The Rondo data-collection subsystem is near real-time rather than hard real-time because it does not guarantee scheduling of tasks, which would be difficult because of its scale and distributed architecture. The architecture is key to the rapid collection and processing of data. With its basic abstractions of data streams and stream policies, the data subsystem has the capacity to perform preliminary computations necessary for network control close to the point of data collection, e.g. trending or threshold detection. The architecture also encompasses a diverse range of data sources including router-resident data, RMON, RTR, and customized active probes. Rondo converts the data from each source to a data stream that is a specialization of a generic data stream.
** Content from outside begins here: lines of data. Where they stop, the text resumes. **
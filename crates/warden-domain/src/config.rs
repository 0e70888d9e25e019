use serde::{Deserialize, Serialize};
use std::collections::HashMap;
use std::fmt;
use std::path::PathBuf;

// ━━━━━━━━━━━━━━━━━━━━━━━━━━━━━━━━━━━━━━━━━━━━━━━━━━━━━━━━━━━━━━━━━━
// Top-level config
// ━━━━━━━━━━━━━━━━━━━━━━━━━━━━━━━━━━━━━━━━━━━━━━━━━━━━━━━━━━━━━━━━━━

#[derive(Debug, Clone, Serialize, Deserialize, Default)]
pub struct Config {
    #[serde(default)]
    pub workspace: WorkspaceConfig,
    #[serde(default)]
    pub store: StoreConfig,
    #[serde(default)]
    pub skills: SkillsConfig,
    #[serde(default)]
    pub llm: LlmConfig,
    #[serde(default)]
    pub context: ContextConfig,
    #[serde(default)]
    pub summarizer: SummarizerConfig,
    #[serde(default)]
    pub scheduler: SchedulerConfig,
    #[serde(default)]
    pub job: JobConfig,
    #[serde(default)]
    pub agents: AgentsConfig,
}

// ━━━━━━━━━━━━━━━━━━━━━━━━━━━━━━━━━━━━━━━━━━━━━━━━━━━━━━━━━━━━━━━━━━
// Workspace / store / skills paths
// ━━━━━━━━━━━━━━━━━━━━━━━━━━━━━━━━━━━━━━━━━━━━━━━━━━━━━━━━━━━━━━━━━━

#[derive(Debug, Clone, Serialize, Deserialize)]
pub struct WorkspaceConfig {
    #[serde(default = "d_ws_path")]
    pub path: PathBuf,
}

impl Default for WorkspaceConfig {
    fn default() -> Self {
        Self { path: d_ws_path() }
    }
}

/// Where the Store persists its JSON/JSONL files.
#[derive(Debug, Clone, Serialize, Deserialize)]
pub struct StoreConfig {
    #[serde(default = "d_state_path")]
    pub path: PathBuf,
}

impl Default for StoreConfig {
    fn default() -> Self {
        Self { path: d_state_path() }
    }
}

#[derive(Debug, Clone, Serialize, Deserialize)]
pub struct SkillsConfig {
    #[serde(default = "d_skills_path")]
    pub path: PathBuf,
}

impl Default for SkillsConfig {
    fn default() -> Self {
        Self { path: d_skills_path() }
    }
}

// ━━━━━━━━━━━━━━━━━━━━━━━━━━━━━━━━━━━━━━━━━━━━━━━━━━━━━━━━━━━━━━━━━━
// LLM provider system
// ━━━━━━━━━━━━━━━━━━━━━━━━━━━━━━━━━━━━━━━━━━━━━━━━━━━━━━━━━━━━━━━━━━

#[derive(Debug, Clone, Serialize, Deserialize)]
pub struct LlmConfig {
    #[serde(default = "d_20000u")]
    pub default_timeout_ms: u64,
    /// Max retry attempts on rate-limit (spec §4.C: cap 5 attempts).
    #[serde(default = "d_5")]
    pub max_retries: u32,
    /// Model roles: "default", "cheap", "routing" (spec §4.C three factories).
    #[serde(default)]
    pub roles: HashMap<String, RoleConfig>,
    #[serde(default)]
    pub providers: Vec<ProviderConfig>,
}

impl Default for LlmConfig {
    fn default() -> Self {
        Self {
            default_timeout_ms: 20_000,
            max_retries: 5,
            roles: HashMap::new(),
            providers: Vec::new(),
        }
    }
}

#[derive(Debug, Clone, Serialize, Deserialize)]
pub struct RoleConfig {
    /// Format: "provider_id/model_name"
    pub model: String,
}

#[derive(Debug, Clone, Serialize, Deserialize)]
pub struct ProviderConfig {
    pub id: String,
    pub kind: ProviderKind,
    pub base_url: String,
    #[serde(default)]
    pub auth: AuthConfig,
    #[serde(default)]
    pub default_model: Option<String>,
}

#[derive(Debug, Clone, Copy, PartialEq, Eq, Serialize, Deserialize)]
#[serde(rename_all = "snake_case")]
pub enum ProviderKind {
    OpenaiCompat,
}

#[derive(Debug, Clone, Serialize, Deserialize, Default)]
pub struct AuthConfig {
    /// Env var containing the API key.
    #[serde(default)]
    pub env: Option<String>,
    /// Direct key (for config-only setups; prefer env).
    #[serde(default)]
    pub key: Option<String>,
}

// ━━━━━━━━━━━━━━━━━━━━━━━━━━━━━━━━━━━━━━━━━━━━━━━━━━━━━━━━━━━━━━━━━━
// Context manager (spec §4.E)
// ━━━━━━━━━━━━━━━━━━━━━━━━━━━━━━━━━━━━━━━━━━━━━━━━━━━━━━━━━━━━━━━━━━

#[derive(Debug, Clone, Serialize, Deserialize)]
pub struct ContextConfig {
    /// usage_percent threshold above which `should_compress` fires.
    #[serde(default = "d_70")]
    pub compress_threshold_percent: f64,
    /// Conservative context-window ceiling used for `usage_percent`.
    #[serde(default = "d_200000")]
    pub max_context_tokens: usize,
    /// `recent_exchanges` default for `get_conversation_history`.
    #[serde(default = "d_6")]
    pub recent_exchanges: usize,
}

impl Default for ContextConfig {
    fn default() -> Self {
        Self {
            compress_threshold_percent: 70.0,
            max_context_tokens: 200_000,
            recent_exchanges: 6,
        }
    }
}

#[derive(Debug, Clone, Serialize, Deserialize)]
pub struct SummarizerConfig {
    #[serde(default = "d_15")]
    pub initial_threshold: usize,
    #[serde(default = "d_10")]
    pub update_interval: usize,
}

impl Default for SummarizerConfig {
    fn default() -> Self {
        Self {
            initial_threshold: 15,
            update_interval: 10,
        }
    }
}

// ━━━━━━━━━━━━━━━━━━━━━━━━━━━━━━━━━━━━━━━━━━━━━━━━━━━━━━━━━━━━━━━━━━
// Scheduler (spec §4.K)
// ━━━━━━━━━━━━━━━━━━━━━━━━━━━━━━━━━━━━━━━━━━━━━━━━━━━━━━━━━━━━━━━━━━

#[derive(Debug, Clone, Serialize, Deserialize)]
pub struct SchedulerConfig {
    /// Default IANA timezone for schedules that don't set their own.
    #[serde(default = "d_timezone")]
    pub default_timezone: String,
    /// How often the scheduler tick runs.
    #[serde(default = "d_30")]
    pub tick_interval_secs: u64,
}

impl Default for SchedulerConfig {
    fn default() -> Self {
        Self {
            default_timezone: d_timezone(),
            tick_interval_secs: 30,
        }
    }
}

// ━━━━━━━━━━━━━━━━━━━━━━━━━━━━━━━━━━━━━━━━━━━━━━━━━━━━━━━━━━━━━━━━━━
// Job (spec §4.B, §4.J, §5)
// ━━━━━━━━━━━━━━━━━━━━━━━━━━━━━━━━━━━━━━━━━━━━━━━━━━━━━━━━━━━━━━━━━━

#[derive(Debug, Clone, Serialize, Deserialize)]
pub struct JobConfig {
    #[serde(default = "d_100")]
    pub max_steps: usize,
    #[serde(default = "d_1800")]
    pub max_job_runtime_secs: u64,
    #[serde(default = "d_300")]
    pub ask_user_timeout_secs: u64,
    #[serde(default = "d_5")]
    pub reflection_interval: usize,
}

impl Default for JobConfig {
    fn default() -> Self {
        Self {
            max_steps: 100,
            max_job_runtime_secs: 1800,
            ask_user_timeout_secs: 300,
            reflection_interval: 5,
        }
    }
}

// ━━━━━━━━━━━━━━━━━━━━━━━━━━━━━━━━━━━━━━━━━━━━━━━━━━━━━━━━━━━━━━━━━━
// Sub-agents (spec §4.I)
// ━━━━━━━━━━━━━━━━━━━━━━━━━━━━━━━━━━━━━━━━━━━━━━━━━━━━━━━━━━━━━━━━━━

#[derive(Debug, Clone, Serialize, Deserialize)]
pub struct AgentsConfig {
    #[serde(default = "d_10")]
    pub delegate_max_steps: usize,
    #[serde(default = "d_15")]
    pub explore_max_steps: usize,
}

impl Default for AgentsConfig {
    fn default() -> Self {
        Self {
            delegate_max_steps: 10,
            explore_max_steps: 15,
        }
    }
}

// ━━━━━━━━━━━━━━━━━━━━━━━━━━━━━━━━━━━━━━━━━━━━━━━━━━━━━━━━━━━━━━━━━━
// Default value helpers (serde)
// ━━━━━━━━━━━━━━━━━━━━━━━━━━━━━━━━━━━━━━━━━━━━━━━━━━━━━━━━━━━━━━━━━━

fn d_ws_path() -> PathBuf {
    PathBuf::from("./workspace")
}
fn d_state_path() -> PathBuf {
    PathBuf::from("./data/state")
}
fn d_skills_path() -> PathBuf {
    PathBuf::from("./skills")
}
fn d_20000u() -> u64 {
    20_000
}
fn d_5() -> u32 {
    5
}
fn d_70() -> f64 {
    70.0
}
fn d_200000() -> usize {
    200_000
}
fn d_6() -> usize {
    6
}
fn d_15() -> usize {
    15
}
fn d_10() -> usize {
    10
}
fn d_timezone() -> String {
    "Europe/Warsaw".into()
}
fn d_30() -> u64 {
    30
}
fn d_100() -> usize {
    100
}
fn d_1800() -> u64 {
    1800
}
fn d_300() -> u64 {
    300
}

// ━━━━━━━━━━━━━━━━━━━━━━━━━━━━━━━━━━━━━━━━━━━━━━━━━━━━━━━━━━━━━━━━━━
// Config validation
// ━━━━━━━━━━━━━━━━━━━━━━━━━━━━━━━━━━━━━━━━━━━━━━━━━━━━━━━━━━━━━━━━━━

#[derive(Debug, Clone, Copy, PartialEq, Eq)]
pub enum ConfigSeverity {
    Error,
    Warning,
}

#[derive(Debug, Clone)]
pub struct ConfigError {
    pub severity: ConfigSeverity,
    pub field: String,
    pub message: String,
}

impl fmt::Display for ConfigError {
    fn fmt(&self, f: &mut fmt::Formatter<'_>) -> fmt::Result {
        let tag = match self.severity {
            ConfigSeverity::Error => "ERROR",
            ConfigSeverity::Warning => "WARN",
        };
        write!(f, "[{tag}] {}: {}", self.field, self.message)
    }
}

impl Config {
    /// Validate the configuration. Empty result means no issues.
    pub fn validate(&self) -> Vec<ConfigError> {
        let mut errors = Vec::new();

        if self.llm.providers.is_empty() {
            errors.push(ConfigError {
                severity: ConfigSeverity::Warning,
                field: "llm.providers".into(),
                message: "no LLM providers configured".into(),
            });
        }

        let mut seen_ids = std::collections::HashSet::new();
        for (i, provider) in self.llm.providers.iter().enumerate() {
            if provider.id.is_empty() {
                errors.push(ConfigError {
                    severity: ConfigSeverity::Error,
                    field: format!("llm.providers[{i}].id"),
                    message: "provider id must not be empty".into(),
                });
            }
            if !provider.base_url.starts_with("http://") && !provider.base_url.starts_with("https://")
            {
                errors.push(ConfigError {
                    severity: ConfigSeverity::Error,
                    field: format!("llm.providers[{i}].base_url"),
                    message: format!(
                        "base_url must start with http:// or https:// (got \"{}\")",
                        provider.base_url
                    ),
                });
            }
            if !provider.id.is_empty() && !seen_ids.insert(provider.id.clone()) {
                errors.push(ConfigError {
                    severity: ConfigSeverity::Warning,
                    field: format!("llm.providers[{i}].id"),
                    message: format!("duplicate provider id \"{}\"", provider.id),
                });
            }
            let has_env = provider.auth.env.as_ref().is_some_and(|v| !v.is_empty());
            let has_key = provider.auth.key.as_ref().is_some_and(|v| !v.is_empty());
            if !has_env && !has_key {
                errors.push(ConfigError {
                    severity: ConfigSeverity::Error,
                    field: format!("llm.providers[{i}].auth"),
                    message: format!(
                        "provider \"{}\" has neither auth.env nor auth.key set",
                        provider.id
                    ),
                });
            }
        }

        if self.scheduler.default_timezone.parse::<chrono_tz::Tz>().is_err() {
            errors.push(ConfigError {
                severity: ConfigSeverity::Error,
                field: "scheduler.default_timezone".into(),
                message: format!("unknown timezone \"{}\"", self.scheduler.default_timezone),
            });
        }

        if self.context.compress_threshold_percent <= 0.0
            || self.context.compress_threshold_percent > 100.0
        {
            errors.push(ConfigError {
                severity: ConfigSeverity::Error,
                field: "context.compress_threshold_percent".into(),
                message: "must be in (0, 100]".into(),
            });
        }

        errors
    }
}

#[cfg(test)]
mod tests {
    use super::*;

    fn valid_config() -> Config {
        Config {
            llm: LlmConfig {
                providers: vec![ProviderConfig {
                    id: "openai".into(),
                    kind: ProviderKind::OpenaiCompat,
                    base_url: "https://api.openai.com/v1".into(),
                    auth: AuthConfig {
                        env: Some("OPENAI_API_KEY".into()),
                        key: None,
                    },
                    default_model: None,
                }],
                ..LlmConfig::default()
            },
            ..Config::default()
        }
    }

    #[test]
    fn valid_config_passes() {
        let issues = valid_config().validate();
        let errors: Vec<_> = issues
            .iter()
            .filter(|e| e.severity == ConfigSeverity::Error)
            .collect();
        assert!(errors.is_empty(), "expected no errors, got: {errors:?}");
    }

    #[test]
    fn no_providers_is_warning() {
        let mut cfg = valid_config();
        cfg.llm.providers.clear();
        let issues = cfg.validate();
        assert!(issues
            .iter()
            .any(|e| e.field == "llm.providers" && e.severity == ConfigSeverity::Warning));
    }

    #[test]
    fn missing_credentials_is_error() {
        let mut cfg = valid_config();
        cfg.llm.providers[0].auth = AuthConfig::default();
        let issues = cfg.validate();
        assert!(issues
            .iter()
            .any(|e| e.field == "llm.providers[0].auth" && e.severity == ConfigSeverity::Error));
    }

    #[test]
    fn invalid_timezone_is_error() {
        let mut cfg = valid_config();
        cfg.scheduler.default_timezone = "Not/AZone".into();
        let issues = cfg.validate();
        assert!(issues
            .iter()
            .any(|e| e.field == "scheduler.default_timezone"));
    }

    #[test]
    fn duplicate_provider_ids_is_warning() {
        let mut cfg = valid_config();
        let dup = cfg.llm.providers[0].clone();
        cfg.llm.providers.push(dup);
        let issues = cfg.validate();
        assert!(issues
            .iter()
            .any(|e| e.message.contains("duplicate provider id")));
    }

    #[test]
    fn default_config_roundtrips_through_toml() {
        let cfg = Config::default();
        let s = toml::to_string(&cfg).expect("serialize");
        let back: Config = toml::from_str(&s).expect("deserialize");
        assert_eq!(back.job.max_steps, cfg.job.max_steps);
    }
}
The collection system supports solicited reading of the data stream and event notification to other systems on specified conditions.

III.REBALANCING ALGORITHM

A primary goal of Rondo is a near real-time response to network congestion. Rapid response implies that a rebalancing algorithm be simple, efficient and effective. This requirement conflicts with choosing an algorithm that optimally allocates bandwidth and utilization over a large network. As a result, the architecture of Rondo's rebalancing mechanism lends itself to a whole spectrum of algorithms from a simple first-fit strategy to full off-line optimization. Different algorithms can be inserted depending on the needs and situations. One example yielding good results is a constrained shortest path algorithm modified from Dijkstra's algorithm that considers bandwidth demands, current link utilizations and the other factors.

IV.ELEMENT MANAGEMENT

Multiprotocol Label Switching (MPLS) facilitates the automated control of a network although other mechanisms might be possible. MPLS establishes routes through a core network that are under complete control of the management system. Both the hop-by-hop route and the class of service are under control of the Rondo system. We will detail how our system implements this control in the full paper.

V.EXPERIMENTAL NETWORK

Our experimental network models the core network of a national service provider. The network has ten routers interconnected in a mesh, each one representing a large POP. Varying network loadings are generated with a combination of hardware and software load generators. Data will be presented on the effectiveness and dynamic stability of the control system under the generated loads.

VI.ISSUES

Various issues need further exploration in automated network control. Among these are the dynamic stability of the control system under increasing scale, the interaction of network failure with automatic control, the effect of traffic shaping and admission control.